* [SOURCE MATERIAL]
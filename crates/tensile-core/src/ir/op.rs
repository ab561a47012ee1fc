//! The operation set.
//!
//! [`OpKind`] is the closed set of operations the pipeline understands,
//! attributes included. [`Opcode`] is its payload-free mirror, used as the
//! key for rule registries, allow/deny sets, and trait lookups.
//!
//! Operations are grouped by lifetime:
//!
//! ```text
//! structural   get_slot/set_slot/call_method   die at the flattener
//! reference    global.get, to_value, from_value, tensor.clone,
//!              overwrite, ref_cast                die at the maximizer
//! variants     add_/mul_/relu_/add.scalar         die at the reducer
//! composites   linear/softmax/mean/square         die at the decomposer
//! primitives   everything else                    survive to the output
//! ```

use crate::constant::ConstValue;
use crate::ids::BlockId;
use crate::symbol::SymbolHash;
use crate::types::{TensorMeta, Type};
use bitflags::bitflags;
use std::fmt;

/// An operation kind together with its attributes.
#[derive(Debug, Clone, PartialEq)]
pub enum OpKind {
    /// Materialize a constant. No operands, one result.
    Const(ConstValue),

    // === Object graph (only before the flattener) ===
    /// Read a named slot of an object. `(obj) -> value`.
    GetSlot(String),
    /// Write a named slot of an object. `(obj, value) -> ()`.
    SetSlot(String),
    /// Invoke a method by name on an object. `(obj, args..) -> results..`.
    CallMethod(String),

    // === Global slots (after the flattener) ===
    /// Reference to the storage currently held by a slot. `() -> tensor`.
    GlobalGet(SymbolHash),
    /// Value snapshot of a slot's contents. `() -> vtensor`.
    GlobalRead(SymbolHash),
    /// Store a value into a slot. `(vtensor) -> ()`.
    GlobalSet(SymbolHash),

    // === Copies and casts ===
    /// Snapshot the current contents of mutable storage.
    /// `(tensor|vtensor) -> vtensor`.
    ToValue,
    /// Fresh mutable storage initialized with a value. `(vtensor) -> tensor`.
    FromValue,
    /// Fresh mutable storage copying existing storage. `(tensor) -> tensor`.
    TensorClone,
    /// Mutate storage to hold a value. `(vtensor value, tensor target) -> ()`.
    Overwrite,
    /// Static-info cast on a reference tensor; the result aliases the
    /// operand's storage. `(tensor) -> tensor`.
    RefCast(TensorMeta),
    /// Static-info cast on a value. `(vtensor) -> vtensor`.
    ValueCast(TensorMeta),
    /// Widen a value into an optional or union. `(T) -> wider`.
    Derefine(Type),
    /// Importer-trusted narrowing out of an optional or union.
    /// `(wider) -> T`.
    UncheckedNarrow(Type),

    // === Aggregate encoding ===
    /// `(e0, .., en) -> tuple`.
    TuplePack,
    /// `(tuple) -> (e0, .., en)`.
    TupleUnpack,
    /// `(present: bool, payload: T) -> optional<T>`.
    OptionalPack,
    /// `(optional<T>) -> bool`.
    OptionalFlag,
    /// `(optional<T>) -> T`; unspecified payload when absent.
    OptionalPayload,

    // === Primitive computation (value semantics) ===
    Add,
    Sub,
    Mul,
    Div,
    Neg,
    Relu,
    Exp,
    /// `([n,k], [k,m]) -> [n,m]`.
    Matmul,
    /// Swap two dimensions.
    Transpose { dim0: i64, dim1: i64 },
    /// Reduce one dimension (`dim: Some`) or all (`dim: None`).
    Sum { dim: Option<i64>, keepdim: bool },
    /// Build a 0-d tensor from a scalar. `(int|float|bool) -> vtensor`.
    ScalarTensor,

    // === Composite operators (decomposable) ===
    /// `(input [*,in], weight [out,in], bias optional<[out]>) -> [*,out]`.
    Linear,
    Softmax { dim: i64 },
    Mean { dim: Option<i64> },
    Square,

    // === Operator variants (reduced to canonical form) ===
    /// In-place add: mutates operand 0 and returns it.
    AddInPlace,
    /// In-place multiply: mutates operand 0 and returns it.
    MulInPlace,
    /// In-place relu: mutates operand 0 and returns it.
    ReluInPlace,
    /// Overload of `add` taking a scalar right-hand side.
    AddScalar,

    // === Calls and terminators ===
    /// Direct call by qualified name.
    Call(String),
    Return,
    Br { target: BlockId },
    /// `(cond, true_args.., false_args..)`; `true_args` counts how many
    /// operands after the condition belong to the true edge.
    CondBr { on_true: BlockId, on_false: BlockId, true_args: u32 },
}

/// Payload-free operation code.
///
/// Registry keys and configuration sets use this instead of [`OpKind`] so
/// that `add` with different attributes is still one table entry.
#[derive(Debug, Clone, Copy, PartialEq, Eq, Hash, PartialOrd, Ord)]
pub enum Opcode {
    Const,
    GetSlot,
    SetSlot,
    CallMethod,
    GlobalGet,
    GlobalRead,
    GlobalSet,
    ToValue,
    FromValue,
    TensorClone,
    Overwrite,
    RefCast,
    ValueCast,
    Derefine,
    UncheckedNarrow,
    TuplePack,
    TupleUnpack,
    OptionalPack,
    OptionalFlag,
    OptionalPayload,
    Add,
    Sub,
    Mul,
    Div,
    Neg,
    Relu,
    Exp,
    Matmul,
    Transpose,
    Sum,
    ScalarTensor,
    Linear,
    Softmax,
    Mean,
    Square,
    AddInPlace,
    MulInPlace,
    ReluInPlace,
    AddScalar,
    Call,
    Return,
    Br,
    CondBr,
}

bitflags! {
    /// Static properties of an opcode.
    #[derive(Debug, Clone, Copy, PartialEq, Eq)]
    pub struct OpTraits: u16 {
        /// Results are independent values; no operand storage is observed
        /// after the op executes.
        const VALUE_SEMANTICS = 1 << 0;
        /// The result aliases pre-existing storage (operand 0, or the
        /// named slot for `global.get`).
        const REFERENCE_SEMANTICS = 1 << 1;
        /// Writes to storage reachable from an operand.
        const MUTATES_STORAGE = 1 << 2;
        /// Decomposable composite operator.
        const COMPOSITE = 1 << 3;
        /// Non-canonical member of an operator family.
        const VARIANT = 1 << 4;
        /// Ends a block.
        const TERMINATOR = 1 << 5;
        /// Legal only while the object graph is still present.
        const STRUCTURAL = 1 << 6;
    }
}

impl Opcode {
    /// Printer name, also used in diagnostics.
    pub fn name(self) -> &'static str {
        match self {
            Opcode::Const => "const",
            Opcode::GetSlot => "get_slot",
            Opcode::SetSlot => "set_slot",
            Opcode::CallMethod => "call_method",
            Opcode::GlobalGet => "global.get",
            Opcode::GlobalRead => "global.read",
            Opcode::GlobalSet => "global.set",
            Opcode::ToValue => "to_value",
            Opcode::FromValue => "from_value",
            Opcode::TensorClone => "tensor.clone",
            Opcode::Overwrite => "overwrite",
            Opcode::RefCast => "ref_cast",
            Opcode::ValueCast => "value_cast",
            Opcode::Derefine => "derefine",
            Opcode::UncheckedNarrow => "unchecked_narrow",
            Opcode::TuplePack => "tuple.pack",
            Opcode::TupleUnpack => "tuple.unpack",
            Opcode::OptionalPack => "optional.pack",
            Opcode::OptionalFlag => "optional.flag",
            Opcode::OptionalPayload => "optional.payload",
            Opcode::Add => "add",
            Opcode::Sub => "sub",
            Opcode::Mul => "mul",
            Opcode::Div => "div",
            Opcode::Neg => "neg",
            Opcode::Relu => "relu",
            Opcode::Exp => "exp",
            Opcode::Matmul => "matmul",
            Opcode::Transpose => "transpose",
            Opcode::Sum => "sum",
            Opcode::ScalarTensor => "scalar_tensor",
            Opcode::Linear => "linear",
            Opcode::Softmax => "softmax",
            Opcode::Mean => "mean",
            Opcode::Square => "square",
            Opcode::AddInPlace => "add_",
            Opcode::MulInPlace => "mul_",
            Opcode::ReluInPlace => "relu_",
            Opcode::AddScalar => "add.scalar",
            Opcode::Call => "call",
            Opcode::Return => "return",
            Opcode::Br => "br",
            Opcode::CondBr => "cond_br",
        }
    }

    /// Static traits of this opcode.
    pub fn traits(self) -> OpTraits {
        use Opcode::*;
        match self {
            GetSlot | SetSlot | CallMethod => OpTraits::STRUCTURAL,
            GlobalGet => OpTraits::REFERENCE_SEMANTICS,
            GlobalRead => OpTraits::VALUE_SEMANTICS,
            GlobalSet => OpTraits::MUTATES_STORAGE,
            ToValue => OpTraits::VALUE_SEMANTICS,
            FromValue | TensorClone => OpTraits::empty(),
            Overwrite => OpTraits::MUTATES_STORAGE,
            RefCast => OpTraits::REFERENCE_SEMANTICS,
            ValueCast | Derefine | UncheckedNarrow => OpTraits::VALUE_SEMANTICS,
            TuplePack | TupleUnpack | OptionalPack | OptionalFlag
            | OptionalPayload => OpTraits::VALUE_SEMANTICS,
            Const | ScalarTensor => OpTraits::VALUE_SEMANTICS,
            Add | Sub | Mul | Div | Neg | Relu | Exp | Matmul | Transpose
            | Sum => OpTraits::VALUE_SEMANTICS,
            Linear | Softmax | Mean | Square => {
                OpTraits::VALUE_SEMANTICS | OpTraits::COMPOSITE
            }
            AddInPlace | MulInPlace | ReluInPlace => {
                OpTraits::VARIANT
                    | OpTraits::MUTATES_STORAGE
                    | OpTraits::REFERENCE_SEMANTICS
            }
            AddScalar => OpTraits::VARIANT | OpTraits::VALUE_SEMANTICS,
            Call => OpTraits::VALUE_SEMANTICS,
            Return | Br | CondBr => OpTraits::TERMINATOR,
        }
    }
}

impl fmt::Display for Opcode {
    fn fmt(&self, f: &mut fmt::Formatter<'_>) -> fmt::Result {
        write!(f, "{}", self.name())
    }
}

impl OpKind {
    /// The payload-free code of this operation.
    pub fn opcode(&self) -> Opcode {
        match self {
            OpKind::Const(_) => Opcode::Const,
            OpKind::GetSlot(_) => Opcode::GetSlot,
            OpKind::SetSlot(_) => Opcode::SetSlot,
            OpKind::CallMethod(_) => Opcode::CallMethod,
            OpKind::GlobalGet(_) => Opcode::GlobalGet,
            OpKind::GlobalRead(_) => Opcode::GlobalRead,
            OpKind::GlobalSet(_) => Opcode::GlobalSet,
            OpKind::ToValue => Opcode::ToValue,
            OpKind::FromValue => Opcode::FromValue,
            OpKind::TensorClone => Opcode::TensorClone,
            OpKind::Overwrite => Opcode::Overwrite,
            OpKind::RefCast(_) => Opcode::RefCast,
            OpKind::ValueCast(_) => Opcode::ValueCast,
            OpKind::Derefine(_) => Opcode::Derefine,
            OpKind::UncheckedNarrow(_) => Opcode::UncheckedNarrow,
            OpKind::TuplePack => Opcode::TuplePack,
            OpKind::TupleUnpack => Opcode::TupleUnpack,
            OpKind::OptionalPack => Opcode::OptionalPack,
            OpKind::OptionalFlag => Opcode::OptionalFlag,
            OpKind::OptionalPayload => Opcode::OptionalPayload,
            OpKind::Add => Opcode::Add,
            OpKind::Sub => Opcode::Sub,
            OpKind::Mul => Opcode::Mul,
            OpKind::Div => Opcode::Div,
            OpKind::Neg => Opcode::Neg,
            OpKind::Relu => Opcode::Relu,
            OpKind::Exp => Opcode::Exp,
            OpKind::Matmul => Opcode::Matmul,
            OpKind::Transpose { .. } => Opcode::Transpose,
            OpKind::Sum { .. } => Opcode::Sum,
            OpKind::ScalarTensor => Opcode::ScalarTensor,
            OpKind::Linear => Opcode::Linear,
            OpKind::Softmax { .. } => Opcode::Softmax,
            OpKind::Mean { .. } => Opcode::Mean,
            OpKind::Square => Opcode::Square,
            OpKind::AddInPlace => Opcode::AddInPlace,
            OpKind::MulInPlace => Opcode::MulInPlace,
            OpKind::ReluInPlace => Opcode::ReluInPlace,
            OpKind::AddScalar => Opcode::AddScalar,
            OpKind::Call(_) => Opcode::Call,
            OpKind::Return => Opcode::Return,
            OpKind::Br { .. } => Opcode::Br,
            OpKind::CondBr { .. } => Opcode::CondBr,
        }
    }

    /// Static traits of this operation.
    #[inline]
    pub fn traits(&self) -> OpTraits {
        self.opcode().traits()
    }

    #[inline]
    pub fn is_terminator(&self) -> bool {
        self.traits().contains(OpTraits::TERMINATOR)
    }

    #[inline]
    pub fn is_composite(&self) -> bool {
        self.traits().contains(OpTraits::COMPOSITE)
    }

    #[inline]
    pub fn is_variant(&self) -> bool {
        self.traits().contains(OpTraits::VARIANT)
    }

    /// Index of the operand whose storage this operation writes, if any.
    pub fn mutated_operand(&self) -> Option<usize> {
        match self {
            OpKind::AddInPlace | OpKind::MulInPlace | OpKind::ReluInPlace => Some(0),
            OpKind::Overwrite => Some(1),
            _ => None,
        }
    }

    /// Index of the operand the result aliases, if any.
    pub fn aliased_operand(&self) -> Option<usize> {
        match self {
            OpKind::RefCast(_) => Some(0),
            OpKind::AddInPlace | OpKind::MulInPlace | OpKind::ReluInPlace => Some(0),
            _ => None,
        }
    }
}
---
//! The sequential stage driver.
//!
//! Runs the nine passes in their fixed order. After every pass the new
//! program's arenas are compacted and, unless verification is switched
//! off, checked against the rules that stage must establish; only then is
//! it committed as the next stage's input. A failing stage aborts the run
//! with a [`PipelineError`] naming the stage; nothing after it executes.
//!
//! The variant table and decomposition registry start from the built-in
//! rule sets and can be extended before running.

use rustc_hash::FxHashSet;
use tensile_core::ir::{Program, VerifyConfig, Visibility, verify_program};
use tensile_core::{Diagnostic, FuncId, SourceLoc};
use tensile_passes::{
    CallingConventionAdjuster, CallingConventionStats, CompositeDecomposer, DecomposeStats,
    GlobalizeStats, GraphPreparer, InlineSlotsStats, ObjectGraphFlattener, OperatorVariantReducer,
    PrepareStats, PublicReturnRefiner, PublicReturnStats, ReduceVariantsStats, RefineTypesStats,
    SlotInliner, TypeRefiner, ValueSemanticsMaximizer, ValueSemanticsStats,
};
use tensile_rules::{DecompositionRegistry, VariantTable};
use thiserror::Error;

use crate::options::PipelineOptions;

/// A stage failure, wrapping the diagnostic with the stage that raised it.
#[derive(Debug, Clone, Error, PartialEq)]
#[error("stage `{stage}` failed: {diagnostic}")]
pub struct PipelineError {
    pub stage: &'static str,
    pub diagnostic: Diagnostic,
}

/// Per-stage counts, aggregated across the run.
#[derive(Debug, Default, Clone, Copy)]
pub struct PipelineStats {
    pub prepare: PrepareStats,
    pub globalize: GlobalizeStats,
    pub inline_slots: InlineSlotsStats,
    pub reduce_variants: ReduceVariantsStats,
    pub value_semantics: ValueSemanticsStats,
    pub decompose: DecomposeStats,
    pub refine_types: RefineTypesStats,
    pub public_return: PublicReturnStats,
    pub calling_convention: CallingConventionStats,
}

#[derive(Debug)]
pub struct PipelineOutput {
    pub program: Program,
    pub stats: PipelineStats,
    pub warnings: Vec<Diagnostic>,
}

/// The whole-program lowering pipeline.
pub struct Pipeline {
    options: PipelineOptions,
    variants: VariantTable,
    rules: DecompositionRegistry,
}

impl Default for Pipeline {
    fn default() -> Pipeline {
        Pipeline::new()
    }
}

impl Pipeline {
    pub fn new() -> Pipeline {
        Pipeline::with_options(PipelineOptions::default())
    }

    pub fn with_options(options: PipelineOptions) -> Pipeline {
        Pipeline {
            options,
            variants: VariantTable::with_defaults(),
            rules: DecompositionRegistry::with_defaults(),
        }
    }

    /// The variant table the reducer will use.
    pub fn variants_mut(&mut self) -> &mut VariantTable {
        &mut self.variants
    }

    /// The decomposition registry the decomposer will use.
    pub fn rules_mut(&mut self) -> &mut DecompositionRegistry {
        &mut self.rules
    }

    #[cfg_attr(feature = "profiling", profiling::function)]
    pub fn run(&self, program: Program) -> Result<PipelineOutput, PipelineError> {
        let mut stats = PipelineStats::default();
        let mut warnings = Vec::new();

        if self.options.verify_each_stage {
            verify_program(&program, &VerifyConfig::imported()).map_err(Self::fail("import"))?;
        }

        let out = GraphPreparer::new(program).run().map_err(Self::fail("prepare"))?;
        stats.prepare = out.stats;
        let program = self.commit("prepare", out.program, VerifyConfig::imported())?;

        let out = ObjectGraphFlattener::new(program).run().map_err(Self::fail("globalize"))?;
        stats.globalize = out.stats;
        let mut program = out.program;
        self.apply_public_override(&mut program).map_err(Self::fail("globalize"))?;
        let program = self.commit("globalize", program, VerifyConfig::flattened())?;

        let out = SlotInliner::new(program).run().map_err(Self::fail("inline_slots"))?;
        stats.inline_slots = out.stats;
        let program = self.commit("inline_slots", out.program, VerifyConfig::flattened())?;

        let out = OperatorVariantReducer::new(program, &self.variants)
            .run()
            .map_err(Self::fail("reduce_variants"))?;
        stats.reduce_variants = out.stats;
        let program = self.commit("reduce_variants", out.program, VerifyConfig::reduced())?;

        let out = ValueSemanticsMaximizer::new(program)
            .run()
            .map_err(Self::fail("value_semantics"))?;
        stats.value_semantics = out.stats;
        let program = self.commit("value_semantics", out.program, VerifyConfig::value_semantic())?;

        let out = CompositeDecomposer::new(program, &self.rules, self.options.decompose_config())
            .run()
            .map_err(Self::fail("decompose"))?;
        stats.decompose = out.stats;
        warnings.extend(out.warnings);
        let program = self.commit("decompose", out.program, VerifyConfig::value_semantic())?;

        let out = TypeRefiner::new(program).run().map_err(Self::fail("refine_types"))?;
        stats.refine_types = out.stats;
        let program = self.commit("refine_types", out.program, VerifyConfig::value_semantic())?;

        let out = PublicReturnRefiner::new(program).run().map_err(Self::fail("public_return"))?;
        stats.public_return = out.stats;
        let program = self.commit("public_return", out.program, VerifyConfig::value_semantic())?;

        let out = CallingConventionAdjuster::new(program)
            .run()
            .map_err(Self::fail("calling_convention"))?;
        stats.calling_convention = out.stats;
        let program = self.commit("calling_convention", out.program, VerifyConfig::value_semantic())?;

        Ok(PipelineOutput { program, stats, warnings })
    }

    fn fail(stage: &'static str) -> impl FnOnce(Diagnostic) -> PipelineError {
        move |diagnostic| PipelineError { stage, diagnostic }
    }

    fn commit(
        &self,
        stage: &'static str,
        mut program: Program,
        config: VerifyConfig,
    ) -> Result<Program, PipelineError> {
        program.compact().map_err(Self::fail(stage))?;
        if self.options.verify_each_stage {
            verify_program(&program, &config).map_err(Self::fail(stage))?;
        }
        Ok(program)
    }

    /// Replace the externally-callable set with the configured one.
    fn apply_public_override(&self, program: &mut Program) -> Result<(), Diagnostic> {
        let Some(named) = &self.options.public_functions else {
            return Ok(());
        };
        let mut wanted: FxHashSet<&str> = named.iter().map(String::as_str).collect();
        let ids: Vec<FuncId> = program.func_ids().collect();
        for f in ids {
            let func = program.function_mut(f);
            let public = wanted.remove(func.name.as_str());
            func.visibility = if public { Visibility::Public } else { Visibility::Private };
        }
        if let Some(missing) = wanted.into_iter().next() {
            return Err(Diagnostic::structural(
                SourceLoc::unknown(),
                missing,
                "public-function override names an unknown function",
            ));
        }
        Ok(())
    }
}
--
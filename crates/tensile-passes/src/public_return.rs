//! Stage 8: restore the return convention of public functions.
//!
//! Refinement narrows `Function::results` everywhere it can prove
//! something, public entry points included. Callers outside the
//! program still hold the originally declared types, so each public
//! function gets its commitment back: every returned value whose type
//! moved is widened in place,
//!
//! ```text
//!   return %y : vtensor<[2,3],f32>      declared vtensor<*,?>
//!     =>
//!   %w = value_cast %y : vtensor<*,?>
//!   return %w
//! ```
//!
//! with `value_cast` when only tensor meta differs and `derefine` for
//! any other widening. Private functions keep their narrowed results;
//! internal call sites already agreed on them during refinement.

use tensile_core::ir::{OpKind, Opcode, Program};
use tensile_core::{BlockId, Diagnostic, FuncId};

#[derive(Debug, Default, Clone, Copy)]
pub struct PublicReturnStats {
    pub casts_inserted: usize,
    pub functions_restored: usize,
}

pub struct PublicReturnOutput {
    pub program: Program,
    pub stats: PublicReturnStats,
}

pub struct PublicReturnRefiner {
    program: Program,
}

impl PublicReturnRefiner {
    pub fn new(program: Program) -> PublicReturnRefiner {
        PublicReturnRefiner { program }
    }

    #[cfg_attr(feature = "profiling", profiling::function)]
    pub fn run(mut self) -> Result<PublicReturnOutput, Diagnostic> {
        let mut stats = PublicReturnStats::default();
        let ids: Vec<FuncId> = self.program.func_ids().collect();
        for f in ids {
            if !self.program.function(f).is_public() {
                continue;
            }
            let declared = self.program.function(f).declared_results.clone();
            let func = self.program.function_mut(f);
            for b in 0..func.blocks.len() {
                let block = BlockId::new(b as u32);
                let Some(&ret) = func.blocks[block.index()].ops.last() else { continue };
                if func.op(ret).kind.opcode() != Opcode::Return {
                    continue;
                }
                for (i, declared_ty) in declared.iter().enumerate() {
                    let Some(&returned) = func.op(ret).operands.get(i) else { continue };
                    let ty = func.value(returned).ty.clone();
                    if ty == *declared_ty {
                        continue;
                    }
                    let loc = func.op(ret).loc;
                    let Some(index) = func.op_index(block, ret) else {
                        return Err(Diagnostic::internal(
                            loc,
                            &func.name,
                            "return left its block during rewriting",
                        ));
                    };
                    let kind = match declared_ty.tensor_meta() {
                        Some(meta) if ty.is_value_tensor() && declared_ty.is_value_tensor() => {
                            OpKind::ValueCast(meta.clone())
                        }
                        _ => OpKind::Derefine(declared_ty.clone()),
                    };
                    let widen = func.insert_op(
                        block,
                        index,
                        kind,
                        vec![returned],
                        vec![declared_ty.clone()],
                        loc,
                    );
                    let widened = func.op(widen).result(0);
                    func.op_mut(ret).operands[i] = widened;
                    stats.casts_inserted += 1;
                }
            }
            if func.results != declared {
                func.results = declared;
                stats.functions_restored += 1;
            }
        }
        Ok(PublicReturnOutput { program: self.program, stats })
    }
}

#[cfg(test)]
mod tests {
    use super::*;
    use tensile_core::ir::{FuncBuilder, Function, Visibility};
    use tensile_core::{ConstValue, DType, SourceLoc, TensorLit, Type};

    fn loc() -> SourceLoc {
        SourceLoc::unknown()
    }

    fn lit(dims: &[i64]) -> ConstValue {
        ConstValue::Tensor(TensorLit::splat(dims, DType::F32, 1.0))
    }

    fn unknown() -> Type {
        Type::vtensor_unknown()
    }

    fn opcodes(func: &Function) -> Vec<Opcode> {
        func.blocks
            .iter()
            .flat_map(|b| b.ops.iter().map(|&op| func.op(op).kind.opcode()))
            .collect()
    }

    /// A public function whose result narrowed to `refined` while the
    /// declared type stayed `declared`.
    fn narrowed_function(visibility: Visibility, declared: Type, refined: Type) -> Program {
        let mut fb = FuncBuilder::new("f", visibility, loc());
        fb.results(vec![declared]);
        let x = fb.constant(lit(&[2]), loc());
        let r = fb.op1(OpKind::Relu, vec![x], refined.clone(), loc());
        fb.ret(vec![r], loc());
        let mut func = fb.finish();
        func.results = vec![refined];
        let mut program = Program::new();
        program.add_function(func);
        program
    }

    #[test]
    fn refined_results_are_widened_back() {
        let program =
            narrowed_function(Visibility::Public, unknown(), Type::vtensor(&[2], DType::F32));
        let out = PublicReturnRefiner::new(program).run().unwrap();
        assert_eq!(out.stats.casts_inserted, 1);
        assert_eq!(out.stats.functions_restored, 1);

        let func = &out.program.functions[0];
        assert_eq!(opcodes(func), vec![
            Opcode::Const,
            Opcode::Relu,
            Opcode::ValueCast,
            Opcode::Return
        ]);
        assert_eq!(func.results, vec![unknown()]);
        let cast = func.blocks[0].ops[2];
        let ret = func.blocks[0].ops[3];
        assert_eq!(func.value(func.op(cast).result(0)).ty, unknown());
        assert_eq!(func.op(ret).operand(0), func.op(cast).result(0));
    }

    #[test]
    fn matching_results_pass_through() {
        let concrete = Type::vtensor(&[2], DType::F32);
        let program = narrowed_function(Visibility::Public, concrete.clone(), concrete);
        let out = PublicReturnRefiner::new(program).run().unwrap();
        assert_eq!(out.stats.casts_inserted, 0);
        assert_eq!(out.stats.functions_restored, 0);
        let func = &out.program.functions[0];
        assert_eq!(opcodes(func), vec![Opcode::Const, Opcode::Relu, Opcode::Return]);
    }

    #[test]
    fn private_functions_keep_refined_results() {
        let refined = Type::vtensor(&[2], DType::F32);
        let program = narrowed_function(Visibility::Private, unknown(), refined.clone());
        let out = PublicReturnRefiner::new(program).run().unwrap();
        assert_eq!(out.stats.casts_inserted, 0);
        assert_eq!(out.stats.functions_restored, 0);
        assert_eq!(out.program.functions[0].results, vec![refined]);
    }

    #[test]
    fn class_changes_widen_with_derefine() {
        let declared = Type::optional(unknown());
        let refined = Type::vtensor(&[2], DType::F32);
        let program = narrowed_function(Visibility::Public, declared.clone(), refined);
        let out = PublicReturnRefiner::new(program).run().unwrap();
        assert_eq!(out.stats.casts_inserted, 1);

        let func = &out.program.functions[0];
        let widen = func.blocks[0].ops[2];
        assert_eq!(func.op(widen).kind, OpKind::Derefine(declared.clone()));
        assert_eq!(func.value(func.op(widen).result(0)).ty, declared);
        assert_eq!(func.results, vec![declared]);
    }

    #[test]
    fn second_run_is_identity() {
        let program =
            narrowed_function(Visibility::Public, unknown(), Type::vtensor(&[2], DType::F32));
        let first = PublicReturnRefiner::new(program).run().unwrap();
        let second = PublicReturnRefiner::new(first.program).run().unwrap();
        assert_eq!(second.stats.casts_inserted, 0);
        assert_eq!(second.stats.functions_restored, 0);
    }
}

* [WHAT THE TASK REQUIRES]
For every line of the material above that contains the word "GlobalGet", show the line.

* [SOLUTION TO THIS EXERCISE]
    GlobalGet(SymbolHash),
    GlobalGet,
            Opcode::GlobalGet => "global.get",
            GlobalGet => OpTraits::REFERENCE_SEMANTICS,
            OpKind::GlobalGet(_) => Opcode::GlobalGet,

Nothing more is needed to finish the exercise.